• _SUPPLIED ENTRIES_
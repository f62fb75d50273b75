//! The upload/analysis controller.
//!
//! [`Workflow`] is the single owner of everything that changes while the
//! interface runs: the two pending files, the submission state, the installed
//! result and the block selection. Renderers only ever see shared references.

use std::{fmt, sync::Arc};

use tracing::{info, warn};
use uuid::Uuid;

use crate::{
    error::{Error, MissingFile, Result},
    render::{BlockView, TranscriptSection, block_title, render_block_view, render_transcripts},
    selection::Selection,
    service::{AnalysisService, PendingFile, UploadRequest},
    types::{AnalysisResult, ContentBlock},
};

#[derive(Debug, Clone, Default, PartialEq, Eq)]
pub enum SubmissionState {
    #[default]
    Idle,
    InFlight {
        id: Uuid,
    },
    Succeeded,
    Failed {
        message: String,
    },
}

/// Which page layout the front end should draw.
#[derive(Debug, Clone, Copy, PartialEq, Eq)]
pub enum Layout {
    UploadOnly,
    /// Upload form next to the results pane.
    Split,
}

/// An installed result together with its selection. Replaced as one value so
/// a new result can never be observed with a stale selection.
#[derive(Debug, Clone)]
pub struct ResultSession {
    result: Arc<AnalysisResult>,
    selection: Selection,
}

impl ResultSession {
    fn new(result: Arc<AnalysisResult>) -> Self {
        let selection = Selection::new(result.contents.len());
        Self { result, selection }
    }

    pub fn result(&self) -> &Arc<AnalysisResult> {
        &self.result
    }

    pub fn selection(&self) -> Selection {
        self.selection
    }

    pub fn selected_block(&self) -> Option<(usize, &ContentBlock)> {
        let index = self.selection.current()?;
        self.result.contents.get(index).map(|block| (index, block))
    }

    /// Field presentation of the focused block only.
    pub fn selected_view(&self) -> Option<BlockView> {
        self.selected_block()
            .map(|(index, block)| render_block_view(index, block))
    }

    /// Narrative of every block, regardless of selection.
    pub fn transcripts(&self) -> Vec<TranscriptSection> {
        render_transcripts(&self.result.contents)
    }

    pub fn block_titles(&self) -> Vec<String> {
        self.result
            .contents
            .iter()
            .enumerate()
            .map(|(index, block)| block_title(index, block))
            .collect()
    }
}

/// A started submission: the request to send and the id to complete it with.
#[derive(Debug, Clone)]
pub struct Submission {
    pub id: Uuid,
    pub request: UploadRequest,
}

#[derive(Debug, Default)]
pub struct Workflow {
    video: Option<PendingFile>,
    schema: Option<PendingFile>,
    state: SubmissionState,
    session: Option<ResultSession>,
}

impl Workflow {
    pub fn new() -> Self {
        Self::default()
    }

    pub fn select_video(&mut self, file: PendingFile) {
        self.video = Some(file);
    }

    pub fn select_schema(&mut self, file: PendingFile) {
        self.schema = Some(file);
    }

    pub fn video(&self) -> Option<&PendingFile> {
        self.video.as_ref()
    }

    pub fn schema(&self) -> Option<&PendingFile> {
        self.schema.as_ref()
    }

    pub fn state(&self) -> &SubmissionState {
        &self.state
    }

    pub fn is_in_flight(&self) -> bool {
        matches!(self.state, SubmissionState::InFlight { .. })
    }

    /// Whether the submit control should be enabled.
    pub fn can_submit(&self) -> bool {
        !self.is_in_flight()
    }

    pub fn layout(&self) -> Layout {
        match self.session {
            Some(_) => Layout::Split,
            None => Layout::UploadOnly,
        }
    }

    pub fn session(&self) -> Option<&ResultSession> {
        self.session.as_ref()
    }

    /// Check preconditions and move to `InFlight`. On error nothing changes
    /// and no request may be sent.
    pub fn begin_submit(&mut self) -> Result<Submission> {
        if self.is_in_flight() {
            return Err(Error::SubmissionInFlight);
        }

        let (video, schema) = match (&self.video, &self.schema) {
            (Some(video), Some(schema)) => (video.clone(), schema.clone()),
            (None, Some(_)) => {
                return Err(Error::MissingInput {
                    missing: MissingFile::Video,
                });
            }
            (Some(_), None) => {
                return Err(Error::MissingInput {
                    missing: MissingFile::Schema,
                });
            }
            (None, None) => {
                return Err(Error::MissingInput {
                    missing: MissingFile::Both,
                });
            }
        };

        let id = Uuid::new_v4();
        info!(
            %id,
            video = %video.path().display(),
            schema = %schema.path().display(),
            "submitting for analysis"
        );
        self.state = SubmissionState::InFlight { id };

        Ok(Submission {
            id,
            request: UploadRequest { video, schema },
        })
    }

    /// Resolve the in-flight submission `id`. Returns `false` (and changes
    /// nothing) if `id` is not the submission currently in flight.
    pub fn complete<R, E>(&mut self, id: Uuid, outcome: std::result::Result<R, E>) -> bool
    where
        R: Into<Arc<AnalysisResult>>,
        E: fmt::Display,
    {
        if self.state != (SubmissionState::InFlight { id }) {
            warn!(
                %id,
                state = ?self.state,
                "ignoring completion of a submission that is not in flight"
            );
            return false;
        }

        match outcome {
            Ok(result) => {
                let result = result.into();
                info!(%id, blocks = result.contents.len(), "analysis result installed");
                self.session = Some(ResultSession::new(result));
                self.state = SubmissionState::Succeeded;
            }
            Err(e) => {
                warn!(%id, error = %e, "analysis failed");
                self.state = SubmissionState::Failed {
                    message: e.to_string(),
                };
            }
        }
        true
    }

    /// Submit the pending files and wait for the service. On failure the
    /// previous result, if any, stays installed.
    pub async fn submit<S: AnalysisService>(&mut self, service: &S) -> Result<&ResultSession> {
        let submission = self.begin_submit()?;

        match service.analyze(submission.request).await {
            Ok(result) => {
                self.complete(submission.id, Ok::<_, Error>(result));
                self.session.as_ref().ok_or(Error::NoResult)
            }
            Err(e) => {
                self.complete(submission.id, Err::<AnalysisResult, _>(&e));
                Err(e)
            }
        }
    }

    pub fn select(&mut self, index: usize) -> Result<()> {
        self.session
            .as_mut()
            .ok_or(Error::NoResult)?
            .selection
            .select(index)
    }

    pub fn select_next(&mut self) -> Option<usize> {
        self.session.as_mut()?.selection.next()
    }

    pub fn select_previous(&mut self) -> Option<usize> {
        self.session.as_mut()?.selection.previous()
    }

    /// Clear a failure message, back to `Idle`.
    pub fn dismiss_error(&mut self) {
        if matches!(self.state, SubmissionState::Failed { .. }) {
            self.state = SubmissionState::Idle;
        }
    }
}
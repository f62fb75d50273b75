use console::{Style, style};
use scenelens_core::{BlockView, PaletteColor, ResultSession, TranscriptSection, transcript_text};

fn field_style(color: PaletteColor) -> Style {
    Style::new().color256(color.ansi256).bold()
}

/// Scene list with the focused block marked, the way the desktop selector shows it.
pub fn print_scene_list(session: &ResultSession) {
    let focused = session.selection().current();
    for (index, title) in session.block_titles().iter().enumerate() {
        if Some(index) == focused {
            println!("{} {}", style("›").cyan().bold(), style(title).bold());
        } else {
            println!("  {}", style(title).dim());
        }
    }
}

pub fn print_block(view: &BlockView) {
    println!("\n{}\n", style(&view.title).bold().underlined());
    if view.fields.is_empty() {
        println!("{}", style("(no fields)").dim());
        return;
    }
    for field in &view.fields {
        println!(
            "{} {}",
            field_style(field.color).apply_to(format!("{}:", field.name)),
            field.value
        );
    }
}

pub fn print_transcripts(sections: &[TranscriptSection]) {
    if sections.is_empty() {
        return;
    }
    println!("\n{}\n", style("Transcripts").bold().underlined());
    print!("{}", transcript_text(sections));
}

pub fn divider() -> String {
    style("─".repeat(60)).dim().to_string()
}
use std::fmt;

use serde::{
    Deserialize, Deserializer, Serialize, Serializer,
    de::{MapAccess, Visitor},
    ser::SerializeMap,
};

/// The `result` object returned by the analysis service for one submission.
#[derive(Debug, Clone, PartialEq, Serialize, Deserialize)]
#[serde(rename_all = "camelCase")]
pub struct AnalysisResult {
    #[serde(default, skip_serializing_if = "Option::is_none")]
    pub analyzer_id: Option<String>,
    #[serde(default, skip_serializing_if = "Option::is_none")]
    pub api_version: Option<String>,
    #[serde(default, skip_serializing_if = "Option::is_none")]
    pub created_at: Option<String>,
    #[serde(default, skip_serializing_if = "Vec::is_empty")]
    pub warnings: Vec<serde_json::Value>,
    pub contents: Vec<ContentBlock>,
}

#[derive(Debug, Clone, Default, PartialEq, Serialize, Deserialize)]
#[serde(rename_all = "camelCase")]
pub struct ContentBlock {
    #[serde(default, skip_serializing_if = "Option::is_none")]
    pub kind: Option<String>,
    #[serde(default, skip_serializing_if = "Option::is_none")]
    pub start_time_ms: Option<u64>,
    #[serde(default, skip_serializing_if = "Option::is_none")]
    pub end_time_ms: Option<u64>,
    #[serde(default, skip_serializing_if = "Fields::is_empty")]
    pub fields: Fields,
    #[serde(default, skip_serializing_if = "Option::is_none")]
    pub markdown: Option<String>,
}

#[derive(Debug, Clone, Default, PartialEq, Eq, Serialize, Deserialize)]
pub struct FieldValue {
    #[serde(rename = "type", default, skip_serializing_if = "Option::is_none")]
    pub kind: Option<String>,
    #[serde(rename = "valueString", default, skip_serializing_if = "Option::is_none")]
    pub value_string: Option<String>,
}

impl FieldValue {
    pub fn string(value: impl Into<String>) -> Self {
        Self {
            kind: Some("string".to_string()),
            value_string: Some(value.into()),
        }
    }
}

#[derive(Debug, Clone, PartialEq, Eq)]
pub struct Field {
    pub name: String,
    pub value: FieldValue,
}

/// Field mapping of a content block, kept in the order the service sent it.
///
/// Display order and color assignment both depend on that order, so this is an
/// association list rather than a map. Names are unique: inserting an existing
/// name replaces its value in place.
#[derive(Debug, Clone, Default, PartialEq, Eq)]
pub struct Fields(Vec<Field>);

impl Fields {
    pub fn new() -> Self {
        Self(Vec::new())
    }

    pub fn insert(&mut self, name: impl Into<String>, value: FieldValue) {
        let name = name.into();
        match self.0.iter_mut().find(|f| f.name == name) {
            Some(existing) => existing.value = value,
            None => self.0.push(Field { name, value }),
        }
    }

    pub fn get(&self, name: &str) -> Option<&FieldValue> {
        self.0.iter().find(|f| f.name == name).map(|f| &f.value)
    }

    pub fn iter(&self) -> std::slice::Iter<'_, Field> {
        self.0.iter()
    }

    pub fn len(&self) -> usize {
        self.0.len()
    }

    pub fn is_empty(&self) -> bool {
        self.0.is_empty()
    }
}

impl<'a> IntoIterator for &'a Fields {
    type Item = &'a Field;
    type IntoIter = std::slice::Iter<'a, Field>;

    fn into_iter(self) -> Self::IntoIter {
        self.0.iter()
    }
}

impl<N: Into<String>> FromIterator<(N, FieldValue)> for Fields {
    fn from_iter<I: IntoIterator<Item = (N, FieldValue)>>(iter: I) -> Self {
        let mut fields = Fields::new();
        for (name, value) in iter {
            fields.insert(name, value);
        }
        fields
    }
}

impl Serialize for Fields {
    fn serialize<S: Serializer>(&self, serializer: S) -> Result<S::Ok, S::Error> {
        let mut map = serializer.serialize_map(Some(self.0.len()))?;
        for field in &self.0 {
            map.serialize_entry(&field.name, &field.value)?;
        }
        map.end()
    }
}

struct FieldsVisitor;

impl<'de> Visitor<'de> for FieldsVisitor {
    type Value = Fields;

    fn expecting(&self, f: &mut fmt::Formatter) -> fmt::Result {
        f.write_str("an object of named fields")
    }

    fn visit_unit<E: serde::de::Error>(self) -> Result<Fields, E> {
        Ok(Fields::new())
    }

    fn visit_none<E: serde::de::Error>(self) -> Result<Fields, E> {
        Ok(Fields::new())
    }

    fn visit_map<A: MapAccess<'de>>(self, mut access: A) -> Result<Fields, A::Error> {
        let mut fields = Fields::new();
        while let Some(name) = access.next_key::<String>()? {
            // null, scalars and malformed objects all render as an empty value
            let raw = access.next_value::<serde_json::Value>()?;
            let value = serde_json::from_value::<FieldValue>(raw).unwrap_or_default();
            fields.insert(name, value);
        }
        Ok(fields)
    }
}

impl<'de> Deserialize<'de> for Fields {
    fn deserialize<D: Deserializer<'de>>(deserializer: D) -> Result<Self, D::Error> {
        deserializer.deserialize_any(FieldsVisitor)
    }
}

#[cfg(test)]
mod tests {
    use super::*;

    #[test]
    fn fields_keep_document_order() {
        let block: ContentBlock = serde_json::from_str(
            r#"{"fields": {"zeta": {"valueString": "1"}, "alpha": {}, "mid": {"type": "string", "valueString": "3"}}}"#,
        )
        .unwrap();

        let names: Vec<&str> = block.fields.iter().map(|f| f.name.as_str()).collect();
        assert_eq!(names, ["zeta", "alpha", "mid"]);
        assert_eq!(block.fields.get("alpha"), Some(&FieldValue::default()));
        assert_eq!(block.fields.get("mid").unwrap().kind.as_deref(), Some("string"));
    }

    #[test]
    fn duplicate_names_keep_first_position_and_last_value() {
        let block: ContentBlock = serde_json::from_str(
            r#"{"fields": {"a": {"valueString": "old"}, "b": {}, "a": {"valueString": "new"}}}"#,
        )
        .unwrap();

        assert_eq!(block.fields.len(), 2);
        let first = block.fields.iter().next().unwrap();
        assert_eq!(first.name, "a");
        assert_eq!(first.value.value_string.as_deref(), Some("new"));
    }

    #[test]
    fn non_object_field_values_render_as_empty() {
        let result: AnalysisResult = serde_json::from_str(
            r#"{"contents": [{"fields": {"a": {"valueString": "x"}, "b": "plain", "c": 7, "d": {"valueString": 3}}}]}"#,
        )
        .unwrap();

        let fields = &result.contents[0].fields;
        let names: Vec<&str> = fields.iter().map(|f| f.name.as_str()).collect();
        assert_eq!(names, ["a", "b", "c", "d"]);
        assert_eq!(fields.get("a").unwrap().value_string.as_deref(), Some("x"));
        assert_eq!(fields.get("b"), Some(&FieldValue::default()));
        assert_eq!(fields.get("c"), Some(&FieldValue::default()));
        assert_eq!(fields.get("d"), Some(&FieldValue::default()));
    }

    #[test]
    fn absent_or_null_fields_are_empty() {
        let block: ContentBlock = serde_json::from_str(r#"{"markdown": "text"}"#).unwrap();
        assert!(block.fields.is_empty());

        let block: ContentBlock = serde_json::from_str(r#"{"fields": null}"#).unwrap();
        assert!(block.fields.is_empty());

        let block: ContentBlock = serde_json::from_str(r#"{"fields": {"x": null}}"#).unwrap();
        assert_eq!(block.fields.get("x"), Some(&FieldValue::default()));
    }

    #[test]
    fn result_requires_contents() {
        let err = serde_json::from_str::<AnalysisResult>(r#"{"analyzerId": "video_tag"}"#);
        assert!(err.is_err());
    }

    #[test]
    fn video_block_metadata_is_read() {
        let result: AnalysisResult = serde_json::from_str(
            r#"{
                "analyzerId": "video_tag_1",
                "apiVersion": "2024-12-01-preview",
                "warnings": [{"code": "W1"}],
                "contents": [
                    {"kind": "audioVisual", "startTimeMs": 0, "endTimeMs": 12500, "markdown": "a"}
                ]
            }"#,
        )
        .unwrap();

        assert_eq!(result.analyzer_id.as_deref(), Some("video_tag_1"));
        assert_eq!(result.warnings.len(), 1);
        let block = &result.contents[0];
        assert_eq!(block.kind.as_deref(), Some("audioVisual"));
        assert_eq!(block.end_time_ms, Some(12_500));
    }

    #[test]
    fn fields_serialize_in_order() {
        let fields: Fields = [
            ("second", FieldValue::string("2")),
            ("first", FieldValue::default()),
        ]
        .into_iter()
        .collect();

        let json = serde_json::to_string(&fields).unwrap();
        assert_eq!(json, r#"{"second":{"type":"string","valueString":"2"},"first":{}}"#);
    }
}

• _TASK_
Your answer must consist solely of the lines above between the line holding "self.session.as_mut()?.selection.previous()" and the line holding "let focused = session.selection().current();", inclusive, copied exactly.

• _TASK SOLUTION_
        self.session.as_mut()?.selection.previous()
    }

    /// Clear a failure message, back to `Idle`.
    pub fn dismiss_error(&mut self) {
        if matches!(self.state, SubmissionState::Failed { .. }) {
            self.state = SubmissionState::Idle;
        }
    }
}
repository f62fb75d50273b75
use console::{Style, style};
use scenelens_core::{BlockView, PaletteColor, ResultSession, TranscriptSection, transcript_text};

fn field_style(color: PaletteColor) -> Style {
    Style::new().color256(color.ansi256).bold()
}

/// Scene list with the focused block marked, the way the desktop selector shows it.
pub fn print_scene_list(session: &ResultSession) {
    let focused = session.selection().current();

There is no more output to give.